[Saved data entries]
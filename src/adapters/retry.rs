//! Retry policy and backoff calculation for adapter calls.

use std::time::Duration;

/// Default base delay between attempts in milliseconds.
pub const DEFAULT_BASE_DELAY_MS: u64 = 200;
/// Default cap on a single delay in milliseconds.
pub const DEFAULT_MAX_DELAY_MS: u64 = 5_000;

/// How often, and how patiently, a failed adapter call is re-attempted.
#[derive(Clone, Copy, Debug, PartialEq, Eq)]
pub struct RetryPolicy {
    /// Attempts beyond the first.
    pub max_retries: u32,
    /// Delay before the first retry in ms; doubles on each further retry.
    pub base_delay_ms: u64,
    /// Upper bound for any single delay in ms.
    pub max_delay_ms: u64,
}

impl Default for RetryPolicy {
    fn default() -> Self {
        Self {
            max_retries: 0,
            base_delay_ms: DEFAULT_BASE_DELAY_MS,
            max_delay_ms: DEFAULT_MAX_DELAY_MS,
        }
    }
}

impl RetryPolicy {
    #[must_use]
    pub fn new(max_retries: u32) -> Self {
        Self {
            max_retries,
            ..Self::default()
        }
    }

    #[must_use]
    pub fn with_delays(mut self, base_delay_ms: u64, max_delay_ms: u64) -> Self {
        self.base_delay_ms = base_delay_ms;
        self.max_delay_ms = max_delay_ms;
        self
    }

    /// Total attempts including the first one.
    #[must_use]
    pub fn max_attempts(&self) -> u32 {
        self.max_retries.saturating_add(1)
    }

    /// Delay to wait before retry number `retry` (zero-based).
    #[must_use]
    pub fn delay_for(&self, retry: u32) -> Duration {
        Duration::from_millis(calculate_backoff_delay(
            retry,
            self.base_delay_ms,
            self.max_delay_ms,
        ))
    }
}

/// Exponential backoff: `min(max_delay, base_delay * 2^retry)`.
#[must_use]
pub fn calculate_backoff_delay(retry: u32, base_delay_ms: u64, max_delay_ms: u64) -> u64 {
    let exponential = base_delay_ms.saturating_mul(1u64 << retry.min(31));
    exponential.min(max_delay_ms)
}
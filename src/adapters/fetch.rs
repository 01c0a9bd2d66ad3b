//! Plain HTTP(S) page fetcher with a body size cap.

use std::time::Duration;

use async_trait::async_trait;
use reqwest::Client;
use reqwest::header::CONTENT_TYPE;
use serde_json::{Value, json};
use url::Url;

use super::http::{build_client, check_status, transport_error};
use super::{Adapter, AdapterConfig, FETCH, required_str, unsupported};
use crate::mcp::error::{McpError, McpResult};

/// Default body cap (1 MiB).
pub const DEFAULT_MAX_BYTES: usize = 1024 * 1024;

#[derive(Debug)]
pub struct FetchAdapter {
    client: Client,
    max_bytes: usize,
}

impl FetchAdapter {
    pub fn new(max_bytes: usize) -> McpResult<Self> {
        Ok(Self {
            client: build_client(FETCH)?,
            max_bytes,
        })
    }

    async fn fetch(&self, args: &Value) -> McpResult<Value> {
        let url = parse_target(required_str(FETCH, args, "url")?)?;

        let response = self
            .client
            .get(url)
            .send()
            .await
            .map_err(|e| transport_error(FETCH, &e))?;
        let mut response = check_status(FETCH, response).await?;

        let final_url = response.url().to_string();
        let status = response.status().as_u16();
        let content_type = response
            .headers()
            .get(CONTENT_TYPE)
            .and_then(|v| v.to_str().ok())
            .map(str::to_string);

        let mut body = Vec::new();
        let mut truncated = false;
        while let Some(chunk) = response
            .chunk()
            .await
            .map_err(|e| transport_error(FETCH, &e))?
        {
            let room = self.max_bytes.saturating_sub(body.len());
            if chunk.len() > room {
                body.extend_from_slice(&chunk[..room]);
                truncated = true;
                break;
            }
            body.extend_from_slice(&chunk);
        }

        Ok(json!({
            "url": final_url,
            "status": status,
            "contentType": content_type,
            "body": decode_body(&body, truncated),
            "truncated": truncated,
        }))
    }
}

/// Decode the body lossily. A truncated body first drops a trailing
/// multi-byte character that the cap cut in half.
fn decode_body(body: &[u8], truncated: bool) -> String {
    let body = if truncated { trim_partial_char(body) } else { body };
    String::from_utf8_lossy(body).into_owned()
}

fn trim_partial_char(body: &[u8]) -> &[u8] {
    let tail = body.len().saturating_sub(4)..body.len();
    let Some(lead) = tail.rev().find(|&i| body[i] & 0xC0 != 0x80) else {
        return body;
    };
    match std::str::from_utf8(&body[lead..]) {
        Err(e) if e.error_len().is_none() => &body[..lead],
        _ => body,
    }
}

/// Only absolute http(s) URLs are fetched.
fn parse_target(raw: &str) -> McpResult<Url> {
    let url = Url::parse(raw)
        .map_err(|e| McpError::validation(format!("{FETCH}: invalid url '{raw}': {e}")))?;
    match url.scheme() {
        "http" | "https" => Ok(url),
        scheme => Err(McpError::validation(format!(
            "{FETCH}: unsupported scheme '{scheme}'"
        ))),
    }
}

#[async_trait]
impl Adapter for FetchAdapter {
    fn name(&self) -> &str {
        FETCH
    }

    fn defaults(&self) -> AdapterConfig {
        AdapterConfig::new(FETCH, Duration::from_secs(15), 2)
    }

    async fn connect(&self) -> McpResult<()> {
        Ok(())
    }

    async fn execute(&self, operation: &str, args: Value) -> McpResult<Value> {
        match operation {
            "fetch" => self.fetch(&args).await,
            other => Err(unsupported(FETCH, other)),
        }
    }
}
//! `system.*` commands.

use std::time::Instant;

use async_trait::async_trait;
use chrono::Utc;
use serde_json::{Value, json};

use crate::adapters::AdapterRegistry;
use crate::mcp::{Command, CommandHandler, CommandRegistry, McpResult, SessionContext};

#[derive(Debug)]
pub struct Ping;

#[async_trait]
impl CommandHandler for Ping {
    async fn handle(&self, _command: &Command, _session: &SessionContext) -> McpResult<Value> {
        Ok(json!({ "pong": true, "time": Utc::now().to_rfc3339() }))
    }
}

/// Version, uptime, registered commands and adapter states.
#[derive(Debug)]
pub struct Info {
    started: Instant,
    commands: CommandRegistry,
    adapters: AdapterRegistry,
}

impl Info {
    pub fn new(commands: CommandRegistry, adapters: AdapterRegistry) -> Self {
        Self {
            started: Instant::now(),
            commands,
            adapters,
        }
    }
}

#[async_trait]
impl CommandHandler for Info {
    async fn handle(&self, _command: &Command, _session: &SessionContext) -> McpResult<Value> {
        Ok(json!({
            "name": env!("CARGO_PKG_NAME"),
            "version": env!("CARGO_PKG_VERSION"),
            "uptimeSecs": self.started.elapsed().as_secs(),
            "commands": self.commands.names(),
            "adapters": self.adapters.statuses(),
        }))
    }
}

- _Task instructions_
Would you copy out exactly the lines from the one holding "Err(e) if e.error_len().is_none()" through the end of the entries above, both ends included?

- _Solution to this problem_
        Err(e) if e.error_len().is_none() => &body[..lead],
        _ => body,
    }
}

/// Only absolute http(s) URLs are fetched.
fn parse_target(raw: &str) -> McpResult<Url> {
    let url = Url::parse(raw)
        .map_err(|e| McpError::validation(format!("{FETCH}: invalid url '{raw}': {e}")))?;
    match url.scheme() {
        "http" | "https" => Ok(url),
        scheme => Err(McpError::validation(format!(
            "{FETCH}: unsupported scheme '{scheme}'"
        ))),
    }
}

#[async_trait]
impl Adapter for FetchAdapter {
    fn name(&self) -> &str {
        FETCH
    }

    fn defaults(&self) -> AdapterConfig {
        AdapterConfig::new(FETCH, Duration::from_secs(15), 2)
    }

    async fn connect(&self) -> McpResult<()> {
        Ok(())
    }

    async fn execute(&self, operation: &str, args: Value) -> McpResult<Value> {
        match operation {
            "fetch" => self.fetch(&args).await,
            other => Err(unsupported(FETCH, other)),
        }
    }
}
//! `system.*` commands.

use std::time::Instant;

use async_trait::async_trait;
use chrono::Utc;
use serde_json::{Value, json};

use crate::adapters::AdapterRegistry;
use crate::mcp::{Command, CommandHandler, CommandRegistry, McpResult, SessionContext};

#[derive(Debug)]
pub struct Ping;

#[async_trait]
impl CommandHandler for Ping {
    async fn handle(&self, _command: &Command, _session: &SessionContext) -> McpResult<Value> {
        Ok(json!({ "pong": true, "time": Utc::now().to_rfc3339() }))
    }
}

/// Version, uptime, registered commands and adapter states.
#[derive(Debug)]
pub struct Info {
    started: Instant,
    commands: CommandRegistry,
    adapters: AdapterRegistry,
}

impl Info {
    pub fn new(commands: CommandRegistry, adapters: AdapterRegistry) -> Self {
        Self {
            started: Instant::now(),
            commands,
            adapters,
        }
    }
}

#[async_trait]
impl CommandHandler for Info {
    async fn handle(&self, _command: &Command, _session: &SessionContext) -> McpResult<Value> {
        Ok(json!({
            "name": env!("CARGO_PKG_NAME"),
            "version": env!("CARGO_PKG_VERSION"),
            "uptimeSecs": self.started.elapsed().as_secs(),
            "commands": self.commands.names(),
            "adapters": self.adapters.statuses(),
        }))
    }
}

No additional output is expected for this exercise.